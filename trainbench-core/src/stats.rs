use serde::{Deserialize, Serialize};
use serde_with::{serde_as, DurationMilliSeconds};
use std::time::Duration;

/// Score and latency summary for a single phase.
#[serde_as]
#[derive(Clone, Debug, Default, PartialEq, Serialize, Deserialize)]
pub struct PhaseStatistics {
    /// Weighted endpoint hits plus extra score.
    pub raw_score: u64,
    pub penalty: u64,
    /// `raw_score - penalty`, floored at zero.
    pub total_score: u64,
    pub steps: u64,
    /// Highest load level reached.
    pub level: usize,
    #[serde_as(as = "DurationMilliSeconds")]
    pub latency_p50: Duration,
    #[serde_as(as = "DurationMilliSeconds")]
    pub latency_p90: Duration,
    #[serde_as(as = "DurationMilliSeconds")]
    pub latency_p99: Duration,
}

..............................

- WORK TO COMPLETE
Copy out each line of the material that holds the word "Deserialize".

- WRITTEN RESPONSE
use serde::{Deserialize, Serialize};
#[derive(Clone, Debug, Default, PartialEq, Serialize, Deserialize)]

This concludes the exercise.